**Data extracts**
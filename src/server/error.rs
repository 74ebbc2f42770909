use axum::http::StatusCode;
use axum::response::{IntoResponse, Response};
use thiserror::Error;

#[derive(Error, Debug)]
pub enum Error {
    #[error("anyhow: {0}")]
    Anyhow(#[from] anyhow::Error),
    #[error("io error: {0}")]
    Io(#[from] std::io::Error),
}

pub type Result<T = ()> = std::result::Result<T, Error>;

impl IntoResponse for Error {
    fn into_response(self) -> Response {
        match self {
            Error::Anyhow(inner) => {
                tracing::error!(
                    backtrace = ?inner.backtrace(),
                    error = ?inner,
                    "internal server error"
                );
            }
            Error::Io(inner) => {
                tracing::error!(
                    error = ?inner,
                    "io error while handling request"
                );
            }
        }
        (StatusCode::INTERNAL_SERVER_ERROR, "Internal Server Error").into_response()
    }
}
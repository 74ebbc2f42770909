use std::collections::{BTreeSet, HashMap};
use std::fs;
use std::net::SocketAddr;
use std::path::PathBuf;
use std::sync::{Arc, RwLock};
use std::time::Duration;

use anyhow::{Context, Result};
use axum::http::{header, StatusCode, Uri};
use axum::response::IntoResponse;
use axum::Router;
use tokio::sync::oneshot;

use super::HandlerType;

#[derive(Debug, Clone)]
pub struct ChallengeHandlerParams {
    pub type_id: HandlerType,
    pub domain_dirs: HashMap<String, PathBuf>,
}

/// Publishes http-01 challenge responses for one cycle. Resources acquired
/// for the cycle (sockets, files) are released when the handler is dropped.
pub trait ChallengeHandler: Send {
    fn add_challenge(&mut self, domain: &str, location: &str, content: &str) -> Result<()>;

    /// How long the self-check should keep polling the published URLs.
    fn self_check_duration(&self) -> Duration;
    fn self_check_interval(&self) -> Duration;
}

/// Instantiated lazily, when the first challenge of a cycle arrives, since
/// the server variant grabs port 80.
pub fn make_challenge_handler(params: ChallengeHandlerParams) -> Result<Box<dyn ChallengeHandler>> {
    match params.type_id {
        HandlerType::Server => Ok(Box::new(HttpChallengeServer::bind()?)),
        HandlerType::Files => Ok(Box::new(HttpChallengeFiles::new(params.domain_dirs))),
        HandlerType::Manual => Ok(Box::new(HttpChallengeManual)),
    }
}

#[derive(Debug, Clone)]
struct Published {
    location: String,
    content: Vec<u8>,
}

/// In-process listener on port 80 answering challenge requests directly.
pub struct HttpChallengeServer {
    challenges: Arc<RwLock<Vec<Published>>>,
    shutdown: Option<oneshot::Sender<()>>,
}

impl HttpChallengeServer {
    pub fn bind() -> Result<Self> {
        let addr = SocketAddr::from(([0, 0, 0, 0], 80));
        let challenges: Arc<RwLock<Vec<Published>>> = Arc::default();
        let app = challenge_router(challenges.clone());
        let server = axum::Server::try_bind(&addr)
            .with_context(|| format!("binding challenge listener on {addr}"))?;
        let (shutdown_tx, shutdown_rx) = oneshot::channel::<()>();
        tokio::spawn(async move {
            let result = server
                .serve(app.into_make_service())
                .with_graceful_shutdown(async move {
                    shutdown_rx.await.ok();
                })
                .await;
            if let Err(error) = result {
                tracing::error!(error = ?error, "challenge listener failed");
            }
        });
        tracing::debug!(%addr, "challenge listener bound");
        Ok(Self {
            challenges,
            shutdown: Some(shutdown_tx),
        })
    }
}

fn challenge_router(challenges: Arc<RwLock<Vec<Published>>>) -> Router {
    Router::new().fallback(move |uri: Uri| {
        let challenges = challenges.clone();
        async move {
            let path = uri.path().to_string();
            let published = challenges.read().unwrap();
            match published.iter().find(|challenge| challenge.location == path) {
                Some(challenge) => (
                    StatusCode::OK,
                    [(header::CONTENT_TYPE, "application/octet-stream")],
                    challenge.content.clone(),
                )
                    .into_response(),
                None => {
                    let expected: String = published
                        .iter()
                        .map(|challenge| format!("{}\n", challenge.location))
                        .collect();
                    (
                        StatusCode::NOT_FOUND,
                        format!("Resource not found. Url is {path} but expected any of\n{expected}"),
                    )
                        .into_response()
                }
            }
        }
    })
}

impl ChallengeHandler for HttpChallengeServer {
    fn add_challenge(&mut self, _domain: &str, location: &str, content: &str) -> Result<()> {
        self.challenges.write().unwrap().push(Published {
            location: location.to_string(),
            content: content.as_bytes().to_vec(),
        });
        Ok(())
    }

    // The listener is local, verification is essentially instant.
    fn self_check_duration(&self) -> Duration {
        Duration::from_secs(1)
    }

    fn self_check_interval(&self) -> Duration {
        Duration::from_millis(250)
    }
}

impl Drop for HttpChallengeServer {
    fn drop(&mut self) {
        if let Some(shutdown) = self.shutdown.take() {
            shutdown.send(()).ok();
        }
    }
}

/// Writes challenge files into per-domain document roots served by an
/// external HTTP server.
pub struct HttpChallengeFiles {
    dirs: HashMap<String, PathBuf>,
    written: Vec<PathBuf>,
}

impl HttpChallengeFiles {
    pub fn new(dirs: HashMap<String, PathBuf>) -> Self {
        Self {
            dirs,
            written: Vec::new(),
        }
    }
}

impl ChallengeHandler for HttpChallengeFiles {
    fn add_challenge(&mut self, domain: &str, location: &str, content: &str) -> Result<()> {
        let root = self
            .dirs
            .get(domain)
            .cloned()
            .unwrap_or_else(|| PathBuf::from("."));
        let path = root.join(location.trim_start_matches('/'));
        if let Some(parent) = path.parent() {
            fs::create_dir_all(parent)
                .with_context(|| format!("creating challenge directory {}", parent.display()))?;
        }
        fs::write(&path, content)
            .with_context(|| format!("writing challenge file {}", path.display()))?;
        self.written.push(path);
        Ok(())
    }

    fn self_check_duration(&self) -> Duration {
        Duration::from_secs(2)
    }

    fn self_check_interval(&self) -> Duration {
        Duration::from_millis(250)
    }
}

impl Drop for HttpChallengeFiles {
    fn drop(&mut self) {
        let mut parents = BTreeSet::new();
        for path in &self.written {
            if let Some(parent) = path.parent() {
                parents.insert(parent.to_path_buf());
            }
            if let Err(error) = fs::remove_file(path) {
                tracing::warn!(
                    path = %path.display(),
                    error = ?error,
                    "failed to remove challenge file"
                );
            }
        }
        for parent in parents {
            if let Err(error) = fs::remove_dir(&parent) {
                tracing::warn!(
                    path = %parent.display(),
                    error = ?error,
                    "failed to remove challenge directory"
                );
            }
        }
    }
}

/// Leaves publication to a human operator; only logs what must be served.
pub struct HttpChallengeManual;

impl ChallengeHandler for HttpChallengeManual {
    fn add_challenge(&mut self, domain: &str, location: &str, content: &str) -> Result<()> {
        tracing::debug!(
            domain,
            location,
            content,
            "please manually complete this http challenge"
        );
        Ok(())
    }

    // Long window so the operator has time to publish.
    fn self_check_duration(&self) -> Duration {
        Duration::from_secs(120)
    }

    fn self_check_interval(&self) -> Duration {
        Duration::from_secs(1)
    }
}
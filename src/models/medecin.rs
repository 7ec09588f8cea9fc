use serde::{Deserialize, Serialize};

use super::enums::{lenient_or_default, DoctorStatus};

#[derive(Debug, Clone, Default, PartialEq, Eq, Serialize, Deserialize)]
#[serde(default)]
pub struct Medecin {
    pub id: String,
    pub nom: String,
    pub prenom: String,
    pub specialite: Option<String>,
    pub email: Option<String>,
    pub telephone: Option<String>,
    #[serde(deserialize_with = "lenient_or_default")]
    pub status: DoctorStatus,
    pub notes: Option<String>,
    pub created_at: Option<String>,
}

impl Medecin {
    pub fn nom_complet(&self) -> String {
        format!("{} {}", self.nom, self.prenom).trim().to_string()
    }

    pub fn is_on_leave(&self) -> bool {
        self.status == DoctorStatus::EnConge
    }
}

**Work to complete**
Each line of the listing that includes the word "derive" should be copied out.

**Your response**
#[derive(Error, Debug)]
#[derive(Debug, Clone)]
#[derive(Debug, Clone)]
#[derive(Debug, Clone, Default, PartialEq, Eq, Serialize, Deserialize)]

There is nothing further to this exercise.